Home Teknologi Manusia Purba Bumiayu Setua Homo erectus Afrika

Manusia Purba Bumiayu Setua Homo erectus Afrika

Yogyakarta, Gatra.com - Fosil manusia purba Homo erectus ditemukan di Kali Bodas, Bumiayu, Kabupaten Brebes, Jawa Tengah pada Maret 2019. Balai Arkeologi (Balar) Yogyakarta memperkirakan umur manusia purba itu 1,8 juta tahun atau lebih tua dibanding manusia purba dari Sangiran.
 
Arkeolog Balar Yogyakarta Harry Widianto meneliti Homo erectus Kali Bodas tersebut.

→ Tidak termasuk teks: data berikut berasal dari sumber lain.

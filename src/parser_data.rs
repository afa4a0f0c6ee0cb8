use super::types::{App, BrowserName};

// ---------------------------------------------------------------------------
// Internal data structs carried inside RuleSet<T> / MarkerSet<T>
// ---------------------------------------------------------------------------

pub(crate) struct BrowserData {
    pub name: BrowserName,
}

pub(crate) struct AppData {
    pub app: App,
}
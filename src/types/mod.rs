mod app;
mod auth_state;
mod browser_name;
mod browser_type;
mod platform_signals;
mod profile;

pub use app::*;
pub use auth_state::*;
pub use browser_name::*;
pub use browser_type::*;
pub use platform_signals::*;
pub use profile::*;
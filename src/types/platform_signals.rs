/// Raw client-side signals the classifier works from.
///
/// Everything here is supplied by the caller and treated as untrusted. A signal
/// that could not be observed stays at its `Default` (empty / `false` / `None`),
/// which classification maps to "no evidence".
#[derive(Debug, Clone, Default, PartialEq, Eq)]
pub struct PlatformSignals {
    /// The `User-Agent` string.
    pub user_agent: String,
    /// Platform name as reported by the browser (`navigator.platform`).
    pub platform: Option<String>,
    /// Maximum simultaneous touch points (`navigator.maxTouchPoints`).
    pub max_touch_points: u32,
    /// iOS home-screen "standalone" display flag; `None` when not exposed.
    pub standalone: Option<bool>,
    /// Bridge objects injected into the page by a host app.
    pub bridges: WebViewBridges,
    /// A cross-frame messaging primitive (`window.postMessage`) is available.
    pub has_post_message: bool,
}

/// Presence of the named bridge objects host apps inject into their WebViews.
#[derive(Debug, Clone, Copy, Default, PartialEq, Eq)]
pub struct WebViewBridges {
    /// `window.webkit.messageHandlers` (WKWebView script message handlers).
    pub message_handlers: bool,
    /// `window.ReactNativeWebView`.
    pub react_native: bool,
    /// `window.AndroidBridge`.
    pub android: bool,
    /// `window.nativeBridge`.
    pub native: bool,
}

impl WebViewBridges {
    pub fn any(&self) -> bool {
        self.message_handlers || self.react_native || self.android || self.native
    }
}

impl PlatformSignals {
    /// Signals consisting of a user agent only.
    pub fn new(user_agent: impl Into<String>) -> Self {
        Self {
            user_agent: user_agent.into(),
            ..Default::default()
        }
    }

    #[must_use]
    pub fn with_platform(mut self, platform: impl Into<String>) -> Self {
        self.platform = Some(platform.into());
        self
    }

    #[must_use]
    pub fn with_max_touch_points(mut self, points: u32) -> Self {
        self.max_touch_points = points;
        self
    }

    #[must_use]
    pub fn with_standalone(mut self, standalone: bool) -> Self {
        self.standalone = Some(standalone);
        self
    }

    #[must_use]
    pub fn with_bridges(mut self, bridges: WebViewBridges) -> Self {
        self.bridges = bridges;
        self
    }

    #[must_use]
    pub fn with_post_message(mut self, available: bool) -> Self {
        self.has_post_message = available;
        self
    }
}
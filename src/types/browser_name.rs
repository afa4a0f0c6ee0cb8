use serde::{Deserialize, Serialize};
use std::fmt;

#[derive(Debug, Clone, Copy, PartialEq, Eq, Hash, Default, Serialize, Deserialize)]
pub enum BrowserName {
    #[serde(rename = "Internet Explorer")]
    InternetExplorer,
    #[serde(rename = "Microsoft Edge")]
    Edge,
    #[serde(rename = "Google Chrome")]
    Chrome,
    #[serde(rename = "Mozilla Firefox")]
    Firefox,
    #[serde(rename = "Safari")]
    Safari,
    #[serde(rename = "Opera")]
    Opera,
    #[serde(rename = "Chromium")]
    Chromium,
    #[default]
    #[serde(rename = "Unknown")]
    Unknown,
}

impl BrowserName {
    /// Accepts the display name used in rule files, or the short vendor name.
    pub fn from_str(s: &str) -> Option<Self> {
        match s.to_lowercase().as_str() {
            "internet explorer" | "ie" => Some(Self::InternetExplorer),
            "microsoft edge" | "edge" => Some(Self::Edge),
            "google chrome" | "chrome" => Some(Self::Chrome),
            "mozilla firefox" | "firefox" => Some(Self::Firefox),
            "safari" => Some(Self::Safari),
            "opera" => Some(Self::Opera),
            "chromium" => Some(Self::Chromium),
            "unknown" => Some(Self::Unknown),
            _ => None,
        }
    }

    pub fn as_str(&self) -> &'static str {
        match self {
            Self::InternetExplorer => "Internet Explorer",
            Self::Edge => "Microsoft Edge",
            Self::Chrome => "Google Chrome",
            Self::Firefox => "Mozilla Firefox",
            Self::Safari => "Safari",
            Self::Opera => "Opera",
            Self::Chromium => "Chromium",
            Self::Unknown => "Unknown",
        }
    }
}

impl fmt::Display for BrowserName {
    fn fmt(&self, f: &mut fmt::Formatter<'_>) -> fmt::Result {
        f.write_str(self.as_str())
    }
}
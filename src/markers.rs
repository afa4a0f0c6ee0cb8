use aho_corasick::AhoCorasick;

use crate::error::Result;

/// Literal-token matcher over several entries, each owning one or more
/// markers. Built on a single Aho-Corasick automaton so the UA is scanned once
/// however many markers there are.
pub(crate) struct MarkerSet<T> {
    automaton: AhoCorasick,
    /// Maps automaton pattern index → entry index.
    pattern_to_entry: Vec<usize>,
    data: Vec<T>,
}

impl<T> MarkerSet<T> {
    /// Build from `(markers, data)` pairs. Entry order is the precedence order
    /// used by [`MarkerSet::first`]. Empty markers are ignored.
    pub fn build(
        items: impl IntoIterator<Item = (Vec<String>, T)>,
        ascii_case_insensitive: bool,
    ) -> Result<Self> {
        let mut patterns: Vec<String> = Vec::new();
        let mut pattern_to_entry: Vec<usize> = Vec::new();
        let mut data: Vec<T> = Vec::new();

        for (entry_idx, (markers, d)) in items.into_iter().enumerate() {
            for marker in markers.into_iter().filter(|m| !m.is_empty()) {
                patterns.push(marker);
                pattern_to_entry.push(entry_idx);
            }
            data.push(d);
        }

        let automaton = AhoCorasick::builder()
            .ascii_case_insensitive(ascii_case_insensitive)
            .build(&patterns)?;

        Ok(Self {
            automaton,
            pattern_to_entry,
            data,
        })
    }

    pub fn is_match(&self, ua: &str) -> bool {
        self.automaton.is_match(ua)
    }

    /// The highest-precedence entry with a marker anywhere in `ua`, regardless
    /// of where in the string the markers occur.
    pub fn first(&self, ua: &str) -> Option<&T> {
        self.automaton
            .find_overlapping_iter(ua)
            .map(|m| self.pattern_to_entry[m.pattern().as_usize()])
            .min()
            .map(|idx| &self.data[idx])
    }

    /// Every entry with at least one marker in `ua`, in precedence order.
    pub fn all<'a>(&'a self, ua: &str) -> impl Iterator<Item = &'a T> + 'a {
        let mut hit = vec![false; self.data.len()];
        for m in self.automaton.find_overlapping_iter(ua) {
            hit[self.pattern_to_entry[m.pattern().as_usize()]] = true;
        }
        self.data
            .iter()
            .zip(hit)
            .filter_map(|(d, hit)| hit.then_some(d))
    }
}
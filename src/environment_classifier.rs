use super::db;
use super::error::{Error, Result};
use super::helpers::contains_any;
use super::markers::MarkerSet;
use super::parser::{RulePattern, RuleSet};
use super::parser_data::*;
use super::types::*;
use rayon::prelude::*;
use std::path::Path;

/// Platform name iPadOS reports in desktop mode.
const IPADOS_DESKTOP_PLATFORM: &str = "MacIntel";

pub struct EnvironmentClassifier {
    browser_parser: RuleSet<BrowserData>,
    /// App markers deciding the embedded browser type (case-sensitive).
    embedded_app_markers: MarkerSet<AppData>,
    /// The same markers for the independent app flags (ASCII case-insensitive).
    app_flag_markers: MarkerSet<AppData>,
    /// Markers that count as bridge evidence when `postMessage` is available.
    bridge_markers: MarkerSet<AppData>,
}

impl EnvironmentClassifier {
    /// Build the classifier from the rules compiled into the crate.
    pub fn new() -> Result<Self> {
        Self::from_yaml(db::BUILTIN_BROWSERS, db::BUILTIN_APPS)
    }

    /// Load `browsers.yml` and `apps.yml` from `dir` and build the classifier.
    pub fn from_dir(dir: impl AsRef<Path>) -> Result<Self> {
        let dir = dir.as_ref();
        let browsers = std::fs::read_to_string(dir.join("browsers.yml"))?;
        let apps = std::fs::read_to_string(dir.join("apps.yml"))?;
        Self::from_yaml(&browsers, &apps)
    }

    /// Build the classifier from the text of a browser rule file and an app
    /// marker file.
    pub fn from_yaml(browsers: &str, apps: &str) -> Result<Self> {
        let browsers: Vec<db::BrowserEntry> = serde_yaml::from_str(browsers)?;
        let browser_items = browsers
            .into_iter()
            .map(|b| -> Result<_> {
                let name = BrowserName::from_str(&b.name).ok_or(Error::UnknownBrowser(b.name))?;
                Ok((
                    RulePattern {
                        regex: b.regex,
                        exclude: b.exclude,
                        ignore_case: b.ignore_case,
                    },
                    BrowserData { name },
                ))
            })
            .collect::<Result<Vec<_>>>()?;
        let browser_parser = RuleSet::build(browser_items)?;

        let apps: db::AppMap = serde_yaml::from_str(apps)?;
        let apps = apps
            .into_iter()
            .map(|(key, entry)| -> Result<_> {
                let app = App::from_str(&key).ok_or(Error::UnknownApp(key))?;
                Ok((app, entry))
            })
            .collect::<Result<Vec<_>>>()?;

        let markers = |select: fn(&db::AppEntry) -> &Vec<String>| {
            apps.iter()
                .map(|(app, entry)| (select(entry).clone(), AppData { app: *app }))
                .collect::<Vec<_>>()
        };
        let embedded_app_markers = MarkerSet::build(markers(|e| &e.markers), false)?;
        let app_flag_markers = MarkerSet::build(markers(|e| &e.markers), true)?;
        let bridge_markers = MarkerSet::build(markers(|e| &e.bridge_markers), false)?;

        tracing::debug!(
            browsers = browser_parser.len(),
            apps = apps.len(),
            "environment classifier ready"
        );

        Ok(Self {
            browser_parser,
            embedded_app_markers,
            app_flag_markers,
            bridge_markers,
        })
    }

    /// Classify one set of platform signals.
    ///
    /// Total: empty or garbage input yields a profile with every flag `false`,
    /// `BrowserName::Unknown` and `BrowserType::Standard`.
    pub fn classify(&self, signals: &PlatformSignals) -> EnvironmentProfile {
        let ua = signals.user_agent.as_str();
        let lower = ua.to_lowercase();

        // 1-3. Platform
        let is_ios = is_ios(&lower, signals);
        let is_android = lower.contains("android");
        let is_mobile = is_android || is_ios || lower.contains("mobile");

        // 4-7. WebView evidence
        let details = WebViewEvidence {
            is_android_webview: lower.contains("android") && lower.contains("wv"),
            is_ios_webview: is_ios && is_ios_webview(&lower, signals),
            has_webview_bridge: self.has_webview_bridge(ua, signals),
        };
        let is_embedded = details.any();

        // 8. Browser name
        let browser_name = self
            .browser_parser
            .match_first(ua)
            .map(|b| b.name)
            .unwrap_or_default();

        // 9. Browser type
        let browser_type = if is_embedded {
            BrowserType::embedded_in(self.embedded_app_markers.first(ua).map(|a| a.app))
        } else {
            BrowserType::Standard
        };

        // 10. App flags, independent of the embedded verdict
        let mut apps = AppFlags::default();
        for a in self.app_flag_markers.all(ua) {
            apps.set(a.app);
        }

        tracing::trace!(
            browser = %browser_name,
            browser_type = %browser_type,
            is_mobile,
            ?details,
            "classified user agent"
        );

        EnvironmentProfile {
            user_agent: ua.to_owned(),
            browser_name,
            browser_type,
            is_embedded,
            platform: PlatformFlags {
                is_android,
                is_ios,
                is_mobile,
            },
            apps,
            details,
        }
    }

    /// Classify many signal sets in parallel. Output order matches input order.
    pub fn classify_many(&self, signals: &[PlatformSignals]) -> Vec<EnvironmentProfile> {
        signals.par_iter().map(|s| self.classify(s)).collect()
    }

    fn has_webview_bridge(&self, ua: &str, signals: &PlatformSignals) -> bool {
        signals.bridges.any() || (signals.has_post_message && self.bridge_markers.is_match(ua))
    }
}

fn is_ios(lower_ua: &str, signals: &PlatformSignals) -> bool {
    contains_any(lower_ua, &["iphone", "ipad", "ipod"])
        || (signals.platform.as_deref() == Some(IPADOS_DESKTOP_PLATFORM)
            && signals.max_touch_points > 1)
}

/// iOS WebViews usually drop the `Safari` token and never expose the
/// standalone flag. Third-party iOS browsers (CriOS, FxiOS builds without
/// `Safari`) look the same and are reported as WebViews too.
fn is_ios_webview(lower_ua: &str, signals: &PlatformSignals) -> bool {
    !signals.standalone.unwrap_or(false) && !lower_ua.contains("safari")
}

#[cfg(test)]
mod tests {
    use super::*;

    const CHROME_DESKTOP: &str = "Mozilla/5.0 (Windows NT 10.0; Win64; x64) AppleWebKit/537.36 (KHTML, like Gecko) Chrome/100.0.4896.127 Safari/537.36";
    const ANDROID_WV: &str = "Mozilla/5.0 (Linux; Android 10; K; wv) AppleWebKit/537.36 (KHTML, like Gecko) Version/4.0 Chrome/90.0.4430.91 Mobile Safari/537.36";
    const IPHONE_SAFARI: &str = "Mozilla/5.0 (iPhone; CPU iPhone OS 15_0 like Mac OS X) AppleWebKit/605.1.15 (KHTML, like Gecko) Version/15.0 Mobile/15E148 Safari/604.1";

    fn classifier() -> EnvironmentClassifier {
        EnvironmentClassifier::new().unwrap()
    }

    fn classify(signals: PlatformSignals) -> EnvironmentProfile {
        classifier().classify(&signals)
    }

    #[test]
    fn chrome_is_not_safari() {
        let p = classify(PlatformSignals::new(CHROME_DESKTOP));
        assert_eq!(p.browser_name, BrowserName::Chrome);
        assert_eq!(p.browser_type, BrowserType::Standard);
        assert!(!p.platform.is_mobile);
        assert_eq!(p.device_label(), "Desktop");
    }

    #[test]
    fn android_wv_token() {
        let p = classify(PlatformSignals::new(ANDROID_WV));
        assert!(p.details.is_android_webview);
        assert!(p.is_embedded);
        assert_eq!(p.browser_type, BrowserType::Embedded);
        assert!(p.platform.is_android && p.platform.is_mobile);
    }

    #[test]
    fn wv_and_android_are_independent_substrings() {
        // "wv" anywhere counts, not only as a `; wv)` token.
        let p = classify(PlatformSignals::new("Mozilla/5.0 (Linux; Android 9) WVBrowser"));
        assert!(p.details.is_android_webview);
    }

    #[test]
    fn facebook_webview() {
        let ua = format!("{ANDROID_WV} [FBAN/EMA;FBLC/en_US;FBAV/239.0.0.10.109;]");
        let p = classify(PlatformSignals::new(ua));
        assert_eq!(p.browser_type, BrowserType::EmbeddedFacebook);
        assert!(p.apps.is_facebook);
    }

    #[test]
    fn app_marker_without_webview_evidence_stays_standard() {
        let ua = format!("{CHROME_DESKTOP} Instagram");
        let p = classify(PlatformSignals::new(ua));
        assert_eq!(p.browser_type, BrowserType::Standard);
        assert!(p.apps.is_instagram);
        assert!(!p.is_embedded);
    }

    #[test]
    fn iphone_safari_is_not_a_webview() {
        let p = classify(PlatformSignals::new(IPHONE_SAFARI).with_standalone(false));
        assert!(p.platform.is_ios);
        assert!(!p.details.is_ios_webview);
        assert_eq!(p.browser_name, BrowserName::Safari);
    }

    #[test]
    fn ios_without_safari_token_is_a_webview() {
        let ua = "Mozilla/5.0 (iPhone; CPU iPhone OS 15_0 like Mac OS X) AppleWebKit/605.1.15 (KHTML, like Gecko) Mobile/15E148";
        let p = classify(PlatformSignals::new(ua));
        assert!(p.details.is_ios_webview);
        assert_eq!(p.browser_type, BrowserType::Embedded);

        let home_screen = classify(PlatformSignals::new(ua).with_standalone(true));
        assert!(!home_screen.details.is_ios_webview);
        assert!(!home_screen.is_embedded);
    }

    #[test]
    fn ipados_desktop_mode() {
        let ua = "Mozilla/5.0 (Macintosh; Intel Mac OS X 10_15_7) AppleWebKit/605.1.15 (KHTML, like Gecko) Version/16.0 Safari/605.1.15";
        let touch = classify(
            PlatformSignals::new(ua)
                .with_platform("MacIntel")
                .with_max_touch_points(5),
        );
        assert!(touch.platform.is_ios && touch.platform.is_mobile);

        let mac = classify(
            PlatformSignals::new(ua)
                .with_platform("MacIntel")
                .with_max_touch_points(1),
        );
        assert!(!mac.platform.is_ios);
    }

    #[test]
    fn bridge_objects() {
        let p = classify(PlatformSignals::new(CHROME_DESKTOP).with_bridges(WebViewBridges {
            react_native: true,
            ..Default::default()
        }));
        assert!(p.details.has_webview_bridge);
        assert_eq!(p.browser_type, BrowserType::Embedded);
    }

    #[test]
    fn post_message_needs_bridge_marker() {
        let plain = classify(PlatformSignals::new(CHROME_DESKTOP).with_post_message(true));
        assert!(!plain.details.has_webview_bridge);

        // "LinkedIn" alone is an app marker but not a bridge marker.
        let linkedin = classify(
            PlatformSignals::new(format!("{CHROME_DESKTOP} LinkedIn")).with_post_message(true),
        );
        assert!(!linkedin.details.has_webview_bridge);
        assert!(linkedin.apps.is_linkedin);

        let app = classify(
            PlatformSignals::new(format!("{CHROME_DESKTOP} LinkedInApp")).with_post_message(true),
        );
        assert!(app.details.has_webview_bridge);
        assert_eq!(app.browser_type, BrowserType::EmbeddedLinkedIn);

        let lower = classify(
            PlatformSignals::new(format!("{CHROME_DESKTOP} instagram fban")).with_post_message(true),
        );
        assert!(!lower.details.has_webview_bridge);
        assert_eq!(lower.browser_type, BrowserType::Standard);
        assert!(lower.apps.is_instagram && lower.apps.is_facebook);
    }

    #[test]
    fn browser_names_ignore_case() {
        let seamonkey = classify(PlatformSignals::new(
            "Mozilla/5.0 (Windows NT 10.0; Win64; x64; rv:91.0) Gecko/20100101 Firefox/91.0 SeaMonkey/2.53.18",
        ));
        assert_eq!(seamonkey.browser_name, BrowserName::Unknown);

        let lower = classify(PlatformSignals::new(CHROME_DESKTOP.to_lowercase()));
        assert_eq!(lower.browser_name, BrowserName::Chrome);
    }

    #[test]
    fn app_flags_ignore_case_but_browser_type_does_not() {
        let ua = format!("{ANDROID_WV} twitter");
        let p = classify(PlatformSignals::new(ua));
        assert!(p.apps.is_twitter);
        assert_eq!(p.browser_type, BrowserType::Embedded);
    }

    #[test]
    fn empty_and_junk_input() {
        let long = "x".repeat(10_000);
        for ua in ["", "\u{0}\u{1}\u{fffd}", "🙂🙂🙂", long.as_str()] {
            let p = classify(PlatformSignals::new(ua));
            assert_eq!(p.browser_name, BrowserName::Unknown);
            assert_eq!(p.browser_type, BrowserType::Standard);
            assert!(!p.is_embedded);
            assert_eq!(p.platform, PlatformFlags::default());
            assert_eq!(p.apps, AppFlags::default());
            assert_eq!(p.details, WebViewEvidence::default());
        }
    }

    #[test]
    fn embedded_invariant() {
        let c = classifier();
        let inputs = [
            PlatformSignals::new(CHROME_DESKTOP),
            PlatformSignals::new(ANDROID_WV),
            PlatformSignals::new(IPHONE_SAFARI),
            PlatformSignals::new("Mozilla/5.0 (iPad; CPU OS 16_0) Instagram"),
        ];
        for p in c.classify_many(&inputs) {
            assert_eq!(p.is_embedded, p.details.any());
            assert_eq!(p.is_embedded, p.browser_type.is_embedded());
        }
    }

    #[test]
    fn classify_many_keeps_order() {
        let c = classifier();
        let inputs: Vec<_> = [CHROME_DESKTOP, ANDROID_WV, IPHONE_SAFARI]
            .into_iter()
            .map(PlatformSignals::new)
            .collect();
        let uas: Vec<String> = c
            .classify_many(&inputs)
            .into_iter()
            .map(|p| p.user_agent)
            .collect();
        assert_eq!(uas, vec![CHROME_DESKTOP, ANDROID_WV, IPHONE_SAFARI]);
    }

    #[test]
    fn custom_rules() {
        let c = EnvironmentClassifier::from_yaml(
            "- regex: 'opr'\n  name: Opera\n  ignore_case: true\n",
            "instagram:\n  markers: ['Instagram']\n",
        )
        .unwrap();
        let p = c.classify(&PlatformSignals::new("Mozilla/5.0 Chrome/100 opr/86"));
        assert_eq!(p.browser_name, BrowserName::Opera);
    }

    #[test]
    fn unknown_names_in_rules_are_errors() {
        let browser = EnvironmentClassifier::from_yaml("- regex: 'x'\n  name: Netscape\n", "{}");
        assert!(matches!(browser, Err(Error::UnknownBrowser(_))));

        let app = EnvironmentClassifier::from_yaml("[]", "myspace:\n  markers: ['MySpace']\n");
        assert!(matches!(app, Err(Error::UnknownApp(_))));
    }
}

Herry mengatakan, fosil Kali Bodas itu berupa tiga bonggol tulang paha (caput femoralis), pecahan rahang dengan akar gigi, dan pecahan tulang paha bagian tengah. 
 
Fosil ditemukan di Kali Bodas, sekitar 3 kilometer dari Kota Bumiayu. "Berdasarkan penanggalan identifikasi lokasi, perkiraan usianya 1,8 juta tahun," kata Harry saat dihubungi Gatra.com, Selasa (9/7).  Fosil itu ditemukan oleh Karsono, pelestari fosil setempat yang dibimbing oleh pemilik Museum Bumiayu-Tonjong, Rafly Rizal. 
 
"Bonggol itu kemudian dibawa ke Sangiran, lalu diberikan ke saya. Saya kaget, ini bonggol manusia. Saya lakukan pengukuran, diskusi, dan bandingkan dia ke Homo erectus," kata mantan Kepala Balai Pelestarian Situs Manusia Purba Sangiran ini. 
 
 
Harry menjelaskan, dalam proses identifikasi, bonggol itu dikelompokkan tersendiri. Tulang paha itu ternyata menjauhi kemiripan tulang manusia modern. "Hasilnya, dia manusia Homo erectus yang ditemukan di lapisan (tanah) tua," katanya. 
 
Harry kemudian membentuk tim yang terdiri atas beberapa peneliti Balar Yogyakarta. Tim melakukan penelitian ke lokasi penemuan bonggol manusia itu pada 17 Juni sampai 4 Juli. 
 
"Misi utama tim ini meletakkan temuan manusia Homo erectus itu dalam konteks lapisan tanah. Selain tim dari Balar, juga ada pemandu dari warga setempat," katanya. 
 
Dari penelitian ini, fosil Kali Bodas berasal dari endapan paling bawah formasi Kaliglagah. "Usia fosil minimal 1,8 juta tahun. Kami masih punya tugas mengonfirmasi penanggalan absolut dengan uji sampel ke Prancis dan Cina. Tapi saya yakin hasil absolut tidak akan jauh bergeser dari 1,8 juta tahun," ujarnya. 
 
 
Harry pun takjub penemuan manusia purba Kali Bodas ini. Sebab, fosil manusia tertua yang ditemukan di Sangiran berusia 1,5 juta tahun. "Ini mengagetkan. Ternyata di Bumiayu ada manusia purba 1,8 juta tahun, sedangkan di Sangiran 1,5 juta tahun. Jadi fosil di Bumiayu ini lebih tua 300 ribu tahun," ungkapnya. 
 
Menurutnya, temuan ini mematahkan teori 'out of Africa' yang menyebutkan bahwa Homo erectus datang dari Afrika. Fosil Homo erectus tertua yang ditemukan sebelumnya berusia 1,8 juta tahun, hampir sama dengan fosil temuan terbaru di Bumiayu ini. 
 
Temuan ini juga menguatkan teori multiregional. Teori ini menyatakan bahwa daerah-daerah tertentu mampu memunculkan Homo erectus dan mereka sanggup melakukan evolusi sendiri. 
 
Harry menjelaskan, teori multiregional ini didukung bukti bahwa Homo erectus berusia 1,8 juta tahun bukan hanya ditemukan di Afrika, tapi juga di lokasi lain. Antara lain di Georgia (Amerika Serikat), daerah di Cina, hingga di Kali Bodas, Bumiayu, Brebes ini. "Tahun depan akan kami lakukan penelitian lagi di Bumiayu," pungkasnya.